PROBLEM DESCRIPTION
Reproduce the lines of the listing exactly, beginning at the top, until the line with "from a node." has been reproduced too.
[Start of Attachment]
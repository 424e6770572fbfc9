//! Length-prefixed framing of protocol messages.
//!
//! Each frame is a four-byte big-endian length, followed by a one-byte message code and the
//! encoded message. The length covers the code and the message.

use crate::error::Error;
use crate::proto::{code, RpbErrorResp};
use bytes::{Buf as _, BufMut as _, Bytes, BytesMut};
use futures::{SinkExt as _, StreamExt as _};
use prost::Message;
use std::io;
use std::time::Duration;
use tokio::io::{AsyncRead, AsyncWrite};
use tokio_util::codec::{Framed, LengthDelimitedCodec};

/// The largest frame accepted from or sent to a node.
pub const MAX_FRAME_LEN: usize = 64 * 1024 * 1024;

/// A connection carrying length-prefixed frames.
pub type FramedConnection<S> = Framed<S, LengthDelimitedCodec>;

/// Frame `stream` with four-byte big-endian length prefixes of at most [`MAX_FRAME_LEN`].
pub fn framed<S>(stream: S) -> FramedConnection<S>
where
    S: AsyncRead + AsyncWrite,
{
    LengthDelimitedCodec::builder()
        .length_field_length(4)
        .big_endian()
        .max_frame_length(MAX_FRAME_LEN)
        .new_framed(stream)
}

/// An encoded request, built once per operation.
#[derive(Debug, Clone, PartialEq, Eq)]
pub struct RequestMessage {
    code: u8,
    payload: Vec<u8>,
    timeout: Option<Duration>,
}

impl RequestMessage {
    /// Encode `message` as a request identified by `code`.
    #[inline]
    pub fn new<M>(code: u8, message: &M, timeout: Option<Duration>) -> Self
    where
        M: Message,
    {
        Self {
            code,
            payload: message.encode_to_vec(),
            timeout,
        }
    }

    /// The message code.
    #[inline]
    pub const fn code(&self) -> u8 {
        self.code
    }

    /// The encoded message.
    #[inline]
    pub fn payload(&self) -> &[u8] {
        &self.payload
    }

    /// How long the exchange may take, if the operation asked for a limit.
    #[inline]
    pub const fn timeout(&self) -> Option<Duration> {
        self.timeout
    }
}

/// A single frame received from a node.
#[derive(Debug, Clone, PartialEq, Eq)]
pub struct ResponseMessage {
    code: u8,
    payload: Bytes,
}

impl ResponseMessage {
    /// A response frame with the given code and encoded payload.
    #[inline]
    pub fn new(code: u8, payload: impl Into<Bytes>) -> Self {
        Self {
            code,
            payload: payload.into(),
        }
    }

    /// Encode `message` as a response identified by `code`.
    #[inline]
    pub fn encode<M>(code: u8, message: &M) -> Self
    where
        M: Message,
    {
        Self::new(code, message.encode_to_vec())
    }

    /// The message code.
    #[inline]
    pub const fn code(&self) -> u8 {
        self.code
    }

    /// The encoded message.
    #[inline]
    pub fn payload(&self) -> &[u8] {
        &self.payload
    }

    /// Decode the payload as the message expected for `expected_code`.
    ///
    /// An error response from the node becomes [`Error::Server`]; any other unexpected code or
    /// an undecodable payload becomes [`Error::Protocol`].
    pub fn parse<M>(&self, expected_code: u8) -> Result<M, Error>
    where
        M: Message + Default,
    {
        if self.code == expected_code {
            return Ok(M::decode(self.payload())?);
        }
        if self.code == code::ERROR_RESP {
            let RpbErrorResp { errmsg, errcode } = RpbErrorResp::decode(self.payload())?;
            return Err(Error::Server {
                code: errcode,
                message: String::from_utf8_lossy(&errmsg).into_owned(),
            });
        }
        Err(Error::protocol(format!(
            "expected message code {expected_code}, received {}",
            self.code
        )))
    }
}

/// Write one frame.
pub async fn write_frame<S>(
    connection: &mut FramedConnection<S>,
    code: u8,
    payload: &[u8],
) -> Result<(), Error>
where
    S: AsyncWrite + Unpin,
{
    if payload.len() >= MAX_FRAME_LEN {
        return Err(Error::invalid_argument("message too large to frame"));
    }
    let mut frame = BytesMut::with_capacity(payload.len() + 1);
    frame.put_u8(code);
    frame.put_slice(payload);
    connection.send(frame.freeze()).await?;
    Ok(())
}

/// Read one frame, returning `None` if the stream ends before a new frame starts.
pub async fn read_frame<S>(
    connection: &mut FramedConnection<S>,
) -> Result<Option<ResponseMessage>, Error>
where
    S: AsyncRead + Unpin,
{
    let mut frame = match connection.next().await {
        None => return Ok(None),
        Some(Ok(frame)) => frame,
        // Oversized frames are rejected by the codec as invalid data.
        Some(Err(err)) if err.kind() == io::ErrorKind::InvalidData => {
            return Err(Error::protocol(err.to_string()));
        }
        Some(Err(err)) => return Err(err.into()),
    };
    if frame.is_empty() {
        return Err(Error::protocol("frame without a message code"));
    }
    let code = frame.get_u8();
    Ok(Some(ResponseMessage::new(code, frame.freeze())))
}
[End of Attachment]
EXERCISE RESPONSE
repository 424e6770572fbfc9
//! Length-prefixed framing of protocol messages.
//!
//! Each frame is a four-byte big-endian length, followed by a one-byte message code and the
//! encoded message. The length covers the code and the message.

use crate::error::Error;
use crate::proto::{code, RpbErrorResp};
use bytes::{Buf as _, BufMut as _, Bytes, BytesMut};
use futures::{SinkExt as _, StreamExt as _};
use prost::Message;
use std::io;
use std::time::Duration;
use tokio::io::{AsyncRead, AsyncWrite};
use tokio_util::codec::{Framed, LengthDelimitedCodec};

/// The largest frame accepted from or sent to a node.
pub const MAX_FRAME_LEN: usize = 64 * 1024 * 1024;

/// A connection carrying length-prefixed frames.
pub type FramedConnection<S> = Framed<S, LengthDelimitedCodec>;

/// Frame `stream` with four-byte big-endian length prefixes of at most [`MAX_FRAME_LEN`].
pub fn framed<S>(stream: S) -> FramedConnection<S>
where
    S: AsyncRead + AsyncWrite,
{
    LengthDelimitedCodec::builder()
        .length_field_length(4)
        .big_endian()
        .max_frame_length(MAX_FRAME_LEN)
        .new_framed(stream)
}

/// An encoded request, built once per operation.
#[derive(Debug, Clone, PartialEq, Eq)]
pub struct RequestMessage {
    code: u8,
    payload: Vec<u8>,
    timeout: Option<Duration>,
}

impl RequestMessage {
    /// Encode `message` as a request identified by `code`.
    #[inline]
    pub fn new<M>(code: u8, message: &M, timeout: Option<Duration>) -> Self
    where
        M: Message,
    {
        Self {
            code,
            payload: message.encode_to_vec(),
            timeout,
        }
    }

    /// The message code.
    #[inline]
    pub const fn code(&self) -> u8 {
        self.code
    }

    /// The encoded message.
    #[inline]
    pub fn payload(&self) -> &[u8] {
        &self.payload
    }

    /// How long the exchange may take, if the operation asked for a limit.
    #[inline]
    pub const fn timeout(&self) -> Option<Duration> {
        self.timeout
    }
}

/// A single frame received from a node.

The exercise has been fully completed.